Developer: Virtual Programming
Price: $9.99 (£5.99)
Description: A Packed-Full Trilling Combat Driving Game
Pros: A ton of content, great physics, insanely fun, stunning presentation and sound.
Advised Control Method: All (keyboard control)
Whether a beaten-up Banger is your thing, or maybe a classier, luxurious street car (beware though, it hurts a whole lot more when you get that paint scratched), FlatOut 2 has it all. Whereas most racing games stick with just one racing class, one themed set of tracks or one mode, FlatOut 2 offers a variation of every one of those things. But quantity isn’t quality and what astounds me the most about FlatOut 2 is how it continues to offer so much content and replayability, yet retain that high level of polish and attention to detail that you find only in the best of the best. Believe me, this makes Asphalt 6 look like a bunch of toy cars.

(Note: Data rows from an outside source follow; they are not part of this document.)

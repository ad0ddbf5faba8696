//! Rule sets and their builder.

use std::sync::Arc;

use super::config::EngineConfig;
use super::error::RuleSetError;
use super::result::ValidationResult;
use super::rule::{Check, Rule, RuleKind};
use super::shape::{FieldType, Shape};
use crate::record::{Record, ToRecord};
use crate::validators::{DateTime, Digits, Email, ExactLength, InRange, LengthRange, OneOf};

// ============================================================================
// FIELD RULES
// ============================================================================

/// Everything a rule set declares for one top-level field.
#[derive(Debug, Clone)]
pub struct FieldRules {
    name: String,
    ty: FieldType,
    kinds: Vec<RuleKind>,
    checks: Vec<Check>,
    nested: Option<RuleSet>,
}

impl FieldRules {
    fn new(name: String, ty: FieldType) -> Self {
        Self {
            name,
            ty,
            kinds: Vec::new(),
            checks: Vec::new(),
            nested: None,
        }
    }

    /// The field name.
    pub fn name(&self) -> &str {
        &self.name
    }

    /// The type the shape declares for this field.
    pub fn field_type(&self) -> &FieldType {
        &self.ty
    }

    /// Rule kinds in declaration order.
    pub fn kinds(&self) -> &[RuleKind] {
        &self.kinds
    }

    /// The nested rule set, if one is attached.
    pub fn nested(&self) -> Option<&RuleSet> {
        self.nested.as_ref()
    }

    /// Returns `true` when the field carries a top-level `required` rule.
    pub fn is_required(&self) -> bool {
        self.kinds.contains(&RuleKind::Required)
    }

    pub(crate) fn checks(&self) -> &[Check] {
        &self.checks
    }
}

// ============================================================================
// RULE SET
// ============================================================================

#[derive(Debug)]
struct Inner {
    shape: Shape,
    fields: Vec<FieldRules>,
    config: EngineConfig,
}

/// An immutable, ordered collection of rules for one record shape.
///
/// Built once through [`RuleSet::builder`] and shared freely afterwards:
/// cloning is cheap and evaluation never mutates the set.
///
/// # Examples
///
/// ```
/// use probity_validator::record::Record;
/// use probity_validator::rules::{FieldType, RuleKind, RuleSet, Shape};
///
/// let shape = Shape::new()
///     .field("name", FieldType::String)
///     .field("age", FieldType::Integer);
///
/// let rules = RuleSet::builder(shape)
///     .rules("name", [RuleKind::Required, RuleKind::length(3, 50)])
///     .rule("age", RuleKind::range(0, 100))
///     .build()
///     .unwrap();
///
/// let result = rules.validate(&Record::new().with("name", "Jo").with("age", 101));
/// assert_eq!(result.len(), 2);
/// ```
#[derive(Debug, Clone)]
pub struct RuleSet {
    inner: Arc<Inner>,
}

impl RuleSet {
    /// Starts declaring rules for records of the given shape.
    pub fn builder(shape: Shape) -> RuleSetBuilder {
        RuleSetBuilder::new(shape)
    }

    /// The shape this set was built against.
    pub fn shape(&self) -> &Shape {
        &self.inner.shape
    }

    /// Evaluation options.
    pub fn config(&self) -> &EngineConfig {
        &self.inner.config
    }

    /// Per-field declarations, in the order fields were first named.
    pub fn fields(&self) -> &[FieldRules] {
        &self.inner.fields
    }

    /// Top-level rules in evaluation order.
    pub fn rules(&self) -> impl Iterator<Item = Rule> + '_ {
        self.inner.fields.iter().flat_map(|field| {
            field
                .kinds
                .iter()
                .map(|kind| Rule::new(field.name.clone(), kind.clone()))
        })
    }

    /// Number of declarations: rule kinds plus attached nested sets.
    pub fn len(&self) -> usize {
        self.inner
            .fields
            .iter()
            .map(|field| field.kinds.len() + usize::from(field.nested.is_some()))
            .sum()
    }

    /// Returns `true` when nothing is declared.
    pub fn is_empty(&self) -> bool {
        self.len() == 0
    }

    /// Evaluates a record against this set.
    pub fn validate(&self, record: &Record) -> ValidationResult {
        super::engine::validate(record, self)
    }

    /// Evaluates a typed value through its record view.
    pub fn validate_typed<T: ToRecord + ?Sized>(&self, value: &T) -> ValidationResult {
        self.validate(&value.to_record())
    }
}

// ============================================================================
// BUILDER
// ============================================================================

#[derive(Debug)]
enum Declaration {
    Rule(Rule),
    Nested { field: String, set: RuleSet },
    Failed(RuleSetError),
}

/// Collects declarations and checks them against the shape on
/// [`build`](Self::build).
///
/// Declaration methods never fail on their own; the first bad declaration
/// (in declaration order) is reported by `build`.
#[derive(Debug)]
#[must_use = "builder does nothing until .build() is called"]
pub struct RuleSetBuilder {
    shape: Shape,
    config: EngineConfig,
    declarations: Vec<Declaration>,
}

impl RuleSetBuilder {
    fn new(shape: Shape) -> Self {
        Self {
            shape,
            config: EngineConfig::default(),
            declarations: Vec::new(),
        }
    }

    /// Attaches one rule kind to a field.
    pub fn rule(mut self, field: impl Into<String>, kind: RuleKind) -> Self {
        self.declarations.push(Declaration::Rule(Rule::new(field, kind)));
        self
    }

    /// Attaches several rule kinds to a field, in order.
    pub fn rules(mut self, field: impl Into<String>, kinds: impl IntoIterator<Item = RuleKind>) -> Self {
        let field = field.into();
        self.declarations.extend(
            kinds
                .into_iter()
                .map(|kind| Declaration::Rule(Rule::new(field.clone(), kind))),
        );
        self
    }

    /// Attaches a prepared rule.
    pub fn add(mut self, rule: Rule) -> Self {
        self.declarations.push(Declaration::Rule(rule));
        self
    }

    /// Attaches a built nested set to a record or list-of-records field.
    pub fn nested(mut self, field: impl Into<String>, set: RuleSet) -> Self {
        self.declarations.push(Declaration::Nested {
            field: field.into(),
            set,
        });
        self
    }

    /// Builds a nested set for the field's declared record shape and
    /// attaches it.
    ///
    /// The inner builder starts from this builder's current config.
    pub fn nested_with<F>(mut self, field: impl Into<String>, declare: F) -> Self
    where
        F: FnOnce(Self) -> Self,
    {
        let field = field.into();
        let declaration = match self.shape.get(&field) {
            None => Declaration::Failed(RuleSetError::unknown_field(&field)),
            Some(ty) => match ty.record_shape() {
                None => Declaration::Failed(RuleSetError::IncompatibleRule {
                    rule: "nested".into(),
                    expected: "record or list of records",
                    found: ty.to_string(),
                    field,
                }),
                Some(shape) => {
                    let inner = declare(RuleSet::builder(shape.clone()).config(self.config));
                    match inner.build() {
                        Ok(set) => Declaration::Nested { field, set },
                        Err(source) => Declaration::Failed(RuleSetError::nested(field, source)),
                    }
                }
            },
        };
        self.declarations.push(declaration);
        self
    }

    /// Sets the evaluation options.
    pub fn config(mut self, config: EngineConfig) -> Self {
        self.config = config;
        self
    }

    /// Checks every declaration against the shape and freezes the set.
    ///
    /// # Errors
    ///
    /// Returns the first [`RuleSetError`] in declaration order.
    pub fn build(self) -> Result<RuleSet, RuleSetError> {
        let Self {
            shape,
            config,
            declarations,
        } = self;
        let mut fields: Vec<FieldRules> = Vec::new();

        for declaration in declarations {
            match declaration {
                Declaration::Failed(error) => return Err(error),
                Declaration::Rule(Rule { field, kind }) => {
                    let ty = shape
                        .get(&field)
                        .ok_or_else(|| RuleSetError::unknown_field(&field))?;
                    let check = compile(&field, &kind, ty, &config)?;
                    let entry = entry(&mut fields, field, ty);
                    entry.kinds.push(kind);
                    entry.checks.push(check);
                }
                Declaration::Nested { field, set } => {
                    let ty = shape
                        .get(&field)
                        .ok_or_else(|| RuleSetError::unknown_field(&field))?;
                    let Some(expected) = ty.record_shape() else {
                        return Err(RuleSetError::IncompatibleRule {
                            rule: "nested".into(),
                            expected: "record or list of records",
                            found: ty.to_string(),
                            field,
                        });
                    };
                    if expected != set.shape() {
                        return Err(RuleSetError::ShapeMismatch { field });
                    }
                    let entry = entry(&mut fields, field, ty);
                    if entry.nested.is_some() {
                        return Err(RuleSetError::DuplicateNested {
                            field: entry.name.clone(),
                        });
                    }
                    entry.nested = Some(set);
                }
            }
        }

        let set = RuleSet {
            inner: Arc::new(Inner {
                shape,
                fields,
                config,
            }),
        };
        tracing::debug!(
            fields = set.fields().len(),
            rules = set.len(),
            "rule set built"
        );
        Ok(set)
    }
}

fn entry<'a>(fields: &'a mut Vec<FieldRules>, name: String, ty: &FieldType) -> &'a mut FieldRules {
    let index = match fields.iter().position(|field| field.name == name) {
        Some(index) => index,
        None => {
            fields.push(FieldRules::new(name, ty.clone()));
            fields.len() - 1
        }
    };
    &mut fields[index]
}

/// Resolves a rule kind into validators, checking it against the field's
/// declared type.
fn compile(field: &str, kind: &RuleKind, ty: &FieldType, config: &EngineConfig) -> Result<Check, RuleSetError> {
    let mode = config.length_mode;
    let check = match kind {
        RuleKind::Required => Check::Required,
        RuleKind::Length { min, max } => {
            expect_type(field, kind, ty, &FieldType::String)?;
            let validator = LengthRange::new(*min, *max).map_err(|error| RuleSetError::InvalidBounds {
                field: field.to_owned(),
                rule: kind.to_string(),
                reason: error.message.into_owned(),
            })?;
            Check::Length(validator.with_mode(mode))
        }
        RuleKind::Range { min, max } => {
            expect_type(field, kind, ty, &FieldType::Integer)?;
            let validator = InRange::new(*min, *max).map_err(|error| RuleSetError::InvalidBounds {
                field: field.to_owned(),
                rule: kind.to_string(),
                reason: error.message.into_owned(),
            })?;
            Check::Range(validator)
        }
        RuleKind::Numeric => {
            expect_type(field, kind, ty, &FieldType::String)?;
            Check::Numeric(Digits)
        }
        RuleKind::FixedLength { n } => {
            expect_type(field, kind, ty, &FieldType::String)?;
            Check::FixedLength(ExactLength::new(*n).with_mode(mode))
        }
        RuleKind::DateTime { format } => {
            expect_type(field, kind, ty, &FieldType::String)?;
            format.check().map_err(|_| RuleSetError::InvalidDateFormat {
                field: field.to_owned(),
                pattern: format.to_string(),
            })?;
            Check::DateTime(DateTime::new(format.clone()))
        }
        RuleKind::Email => {
            expect_type(field, kind, ty, &FieldType::String)?;
            Check::Email(Email::new())
        }
        RuleKind::OneOf { values } => {
            expect_type(field, kind, ty, &FieldType::String)?;
            if values.is_empty() {
                return Err(RuleSetError::EmptyChoices {
                    field: field.to_owned(),
                });
            }
            Check::OneOf(OneOf::new(values.iter().cloned()))
        }
        RuleKind::Each { inner } => match ty {
            FieldType::List(element) => Check::Each(Box::new(compile(field, inner, element, config)?)),
            other => {
                return Err(RuleSetError::IncompatibleRule {
                    field: field.to_owned(),
                    rule: kind.to_string(),
                    expected: "list",
                    found: other.to_string(),
                });
            }
        },
    };
    Ok(check)
}

fn expect_type(field: &str, kind: &RuleKind, found: &FieldType, expected: &FieldType) -> Result<(), RuleSetError> {
    if found == expected {
        Ok(())
    } else {
        Err(RuleSetError::IncompatibleRule {
            field: field.to_owned(),
            rule: kind.to_string(),
            expected: expected.name(),
            found: found.to_string(),
        })
    }
}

Pick your track, pick your car and get racing. FlatOut 2 drifts away from the formulaic mentality that many other racers have these days where the cars feel on rails, collisions are minimal and unimpressive and the gameplay feels like one long grind. FlatOut 2 throws all of these unlikable qualities out the window as you smash, crash and flip your vehicles to create an unbelievable chorus of crushing metal and marked paintwork that ain’t going to be easy to fix. It’s obvious right from the start that FlatOut 2 is more combat focussed than many of its rivals. There aren’t any weapons, just classic car-to-car contact.
The vehicles don’t feel like their on some invisible line, keeping then unbearably on track no matter how hard you hit them. Spinning and causing opponents to lose control of the steering wheel is all part of the experience in FlatOut 2. As a result, that experience just so happens to be one of the best I have had the fortune to play in a racing game. You totally feel badass when you ‘Crash Out’ or even ‘Wreck’ an opponent using some sort of vehicle manoeuvre.

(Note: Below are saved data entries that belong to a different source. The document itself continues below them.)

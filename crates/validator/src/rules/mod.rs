//! Declarative rule sets
//!
//! Rules are declared once per record type, checked against the record's
//! [`Shape`] when the [`RuleSet`] is built, and then evaluated against any
//! number of [`Record`](crate::record::Record)s:
//!
//! ```text
//! Shape ──► RuleSetBuilder ──build()──► RuleSet ──validate(record)──► ValidationResult
//!                              │
//!                              └─► RuleSetError (bad declaration)
//! ```
//!
//! Configuration mistakes fail the build. Data mistakes never fail: they
//! come back as [`Violation`]s inside the [`ValidationResult`].

mod config;
mod engine;
mod error;
mod result;
mod rule;
mod set;
mod shape;

pub use config::EngineConfig;
pub use engine::validate;
pub use error::RuleSetError;
pub use result::{ValidationResult, Violation};
pub use rule::{Rule, RuleKind};
pub use set::{FieldRules, RuleSet, RuleSetBuilder};
pub use shape::{FieldType, Shape};
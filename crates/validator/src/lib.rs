//! # probity-validator
//!
//! Declarative validation of structured records.
//!
//! Rules are declared once per record type as a [`RuleSet`](rules::RuleSet)
//! and evaluated against any number of records. Evaluation collects every
//! failure, addressed by field path, instead of stopping at the first one.
//!
//! ## Quick Start
//!
//! ```rust
//! use probity_validator::prelude::*;
//!
//! let address = Shape::new()
//!     .field("state", FieldType::String)
//!     .field("zip", FieldType::String);
//! let customer = Shape::new()
//!     .field("name", FieldType::String)
//!     .field("age", FieldType::Integer)
//!     .field("addresses", FieldType::list_of_records(address));
//!
//! let rules = RuleSet::builder(customer)
//!     .rules("name", [RuleKind::Required, RuleKind::length(3, 50)])
//!     .rule("age", RuleKind::range(0, 100))
//!     .rule("addresses", RuleKind::Required)
//!     .nested_with("addresses", |b| {
//!         b.rule("state", RuleKind::Required)
//!             .rules("zip", [RuleKind::Required, RuleKind::fixed_length(5), RuleKind::Numeric])
//!     })
//!     .build()
//!     .unwrap();
//!
//! let record = Record::new()
//!     .with("name", "John Doe")
//!     .with("age", 50)
//!     .with("addresses", vec![Record::new().with("state", "CA").with("zip", "5546")]);
//!
//! let result = rules.validate(&record);
//! assert_eq!(result.codes_for("addresses[0].zip"), vec!["fixedLength"]);
//! ```
//!
//! ## Layers
//!
//! - [`foundation`]: the [`Validate`](foundation::Validate) trait and
//!   [`ValidationError`](foundation::ValidationError)
//! - [`validators`]: typed primitives such as
//!   [`LengthRange`](validators::LengthRange), [`InRange`](validators::InRange)
//!   and [`DateTime`](validators::DateTime)
//! - [`record`]: the dynamically typed [`Record`](record::Record) model
//! - [`rules`]: shapes, rule sets and the evaluator
//!
//! Use the [`validator!`] macro to write further primitives in the same style.

// ValidationError (the fundamental error type for all validators) is wide;
// boxing it would add indirection to every validation call.
#![allow(clippy::result_large_err)]

pub mod foundation;
mod macros;
pub mod prelude;
pub mod record;
pub mod rules;
pub mod validators;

And the game’s great collision detection and car damage mechanic only enhances that experience. If you smash side on to a concrete pole, you’re going to have a massive dent right down that side of your car, and probably a head-ache in the morning too. By the end of each race, your once beautiful vehicular masterpiece will have been turned into something resembling just an engine on wheels.
But other cars aren’t the only thing you get to destroy in FlatOut 2. The environment is almost totally destructible, if you hit it hard enough that is. You’ll be splintering through wooden barns, toppling over lamp-posts and smashing fragile greenhouses. Some tracks take you through destruction set-pieces (say a Mall) whereas others require you to use your initiative and find inventive short-cuts. But don’t worry, the guys at Virtual Programming haven’t gone mad enough to make the game unrealistic. Hitting wooden telegraph post will most probably send you spinning in some awkward direction if you don’t come at it at a high enough speed. This environmental destruction actually helps the game seem more realistic whilst making it a ton of fun.

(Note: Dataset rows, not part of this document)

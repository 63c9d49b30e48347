use std::time::Duration;

use aws_config::BehaviorVersion;
use aws_credential_types::Credentials;
use aws_sdk_s3::config::Region;
use aws_sdk_s3::presigning::PresigningConfig;
use aws_sdk_s3::Client;
use shared::files::VIDEO_MIME_TYPES;
use shared::models::{CandidateId, VideoUploadUrlResponse};
use shared::urls::join_url;
use shared::video::video_object_key;

use crate::config::StorageConfig;

#[derive(Clone)]
pub struct S3Service {
    client: Client,
    bucket_name: String,
    public_base_url: String,
    upload_ttl: Duration,
}

#[derive(Debug, thiserror::Error)]
pub enum S3ServiceError {
    #[error("Unsupported video type: {0}")]
    InvalidFormat(String),
    #[error("Candidate id is required")]
    InvalidCandidate,
    #[error("Failed to presign upload: {0}")]
    Presign(String),
}

impl S3Service {
    pub fn new(
        client: Client,
        bucket_name: String,
        public_base_url: String,
        upload_ttl: Duration,
    ) -> Self {
        Self {
            client,
            bucket_name,
            public_base_url,
            upload_ttl,
        }
    }

    /// Builds the client from the ambient AWS config, pointed at the
    /// configured S3-compatible endpoint.
    pub async fn connect(storage: &StorageConfig) -> Self {
        let mut loader = aws_config::defaults(BehaviorVersion::latest())
            .region(Region::new(storage.region.clone()));
        if let (Some(key_id), Some(secret)) = (&storage.access_key_id, &storage.secret_access_key) {
            loader = loader.credentials_provider(Credentials::new(
                key_id.clone(),
                secret.clone(),
                None,
                None,
                "gateway-config",
            ));
        }
        let sdk_config = loader.load().await;

        let mut builder =
            aws_sdk_s3::config::Builder::from(&sdk_config).force_path_style(storage.force_path_style);
        if let Some(endpoint) = &storage.endpoint_url {
            builder = builder.endpoint_url(endpoint);
        }

        Self::new(
            Client::from_conf(builder.build()),
            storage.bucket.clone(),
            storage.public_base_url.clone(),
            Duration::from_secs(storage.upload_ttl_secs),
        )
    }

    pub fn bucket_name(&self) -> &str {
        &self.bucket_name
    }

    pub fn validate_video_type(content_type: &str) -> Result<(), S3ServiceError> {
        if VIDEO_MIME_TYPES.contains(&content_type) {
            Ok(())
        } else {
            Err(S3ServiceError::InvalidFormat(content_type.to_string()))
        }
    }

    pub fn object_url(&self, key: &str) -> String {
        join_url(&self.public_base_url, key)
    }

    /// Signs a PUT for `video/candidate_{id}.mp4`. The content type is only
    /// checked here, not signed, so the browser may send octet-stream.
    pub async fn presign_video_put(
        &self,
        candidate_id: CandidateId,
        content_type: &str,
    ) -> Result<VideoUploadUrlResponse, S3ServiceError> {
        if candidate_id.0 == 0 {
            return Err(S3ServiceError::InvalidCandidate);
        }
        S3Service::validate_video_type(content_type)?;

        let object_key = video_object_key(candidate_id);
        let presigning = PresigningConfig::expires_in(self.upload_ttl)
            .map_err(|e| S3ServiceError::Presign(e.to_string()))?;

        let request = self
            .client
            .put_object()
            .bucket(&self.bucket_name)
            .key(&object_key)
            .presigned(presigning)
            .await
            .map_err(|e| S3ServiceError::Presign(e.to_string()))?;

        log::info!(
            "Issued upload URL for {} (valid {}s)",
            object_key,
            self.upload_ttl.as_secs()
        );

        Ok(VideoUploadUrlResponse {
            object_url: self.object_url(&object_key),
            upload_url: request.uri().to_string(),
            object_key,
            expires_in_secs: self.upload_ttl.as_secs(),
        })
    }
}

#[cfg(test)]
pub(crate) mod test_support {
    use super::*;

    /// Presigning is local, so a static-credential client never touches
    /// the network.
    pub fn offline_service() -> S3Service {
        let config = aws_sdk_s3::Config::builder()
            .behavior_version(BehaviorVersion::latest())
            .region(Region::new("ap-mumbai-1"))
            .credentials_provider(Credentials::new("AKIDTEST", "SECRETTEST", None, None, "test"))
            .endpoint_url("https://ns.compat.objectstorage.ap-mumbai-1.oraclecloud.com")
            .force_path_style(true)
            .build();
        S3Service::new(
            Client::from_conf(config),
            "facerec-uploads".into(),
            "https://objectstorage.ap-mumbai-1.oraclecloud.com/n/ns/b/facerec-uploads/o".into(),
            Duration::from_secs(600),
        )
    }
}

#[cfg(test)]
mod tests {
    use super::test_support::offline_service;
    use super::*;

    #[actix_web::test]
    async fn presigned_put_targets_the_candidate_video_key() {
        let service = offline_service();
        let grant = service
            .presign_video_put(CandidateId(17), "video/mp4")
            .await
            .unwrap();

        assert_eq!(grant.object_key, "video/candidate_17.mp4");
        assert_eq!(grant.expires_in_secs, 600);
        assert!(grant
            .upload_url
            .starts_with("https://ns.compat.objectstorage.ap-mumbai-1.oraclecloud.com/facerec-uploads/video/candidate_17.mp4?"));
        assert!(grant.upload_url.contains("X-Amz-Signature="));
        assert!(grant.upload_url.contains("X-Amz-Expires=600"));
        assert_eq!(
            grant.object_url,
            "https://objectstorage.ap-mumbai-1.oraclecloud.com/n/ns/b/facerec-uploads/o/video/candidate_17.mp4"
        );
    }

    #[actix_web::test]
    async fn rejects_unlisted_types_and_empty_ids() {
        let service = offline_service();
        assert!(matches!(
            service.presign_video_put(CandidateId(1), "text/plain").await,
            Err(S3ServiceError::InvalidFormat(_))
        ));
        assert!(matches!(
            service.presign_video_put(CandidateId(0), "video/mp4").await,
            Err(S3ServiceError::InvalidCandidate)
        ));
    }
}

So what do we have here? Well, there are 4 career campaigns which have you racing in 3 classes of cars: Derby, Race and Street. You can upgrade and buy new cars as you earn money from races, but once you complete a tournament (spanning over 3 – 5 races) you unlock a special mode. These vary depending on your car class but you’re going to be smashing your way through Destruction Derbies which places you in a circular arena with 5 other angry drivers, bizarre Competition Challenges where you need throw your driver out of the car window to get a highscore for how far you threw him, or even use him as a bowling ball, and some other special tracks. By far the best mode being the destruction derbies. When you have got through all of that there is a multiplayer component as well.
While the sound effects in the game are good, the musical score steals the show. Whilst enjoying the game, you’ll be listening to a volley of music tracks from some recognisable bands like Nickelback and Fall Out Boy which all get you in the mood for some car collision action. They never get old and there’s enough of them to prevent you from feeling you’re hearing the same thing over and over.
The presentation is just as stunning. The developers really have a wide skill set in the visual department. You’ll be racing from locals in the autumn sun as you ride along lush yellow fields and across dusty roads to a high cityscape with hard tarmac corners and the suitable paraphernalia that comes with it, like construction sites. And the handling of the cars change to suit the ground you’re racing on.
I hope I have said enough in this review (and shown enough in the gameplay video below) to urge you to get this game. It really is a one of a kind and will be a breath of fresh air for those accustomed to the more formal, yet morosely dull, track racers you see these days. Come and have some real fun, with FlatOut 2.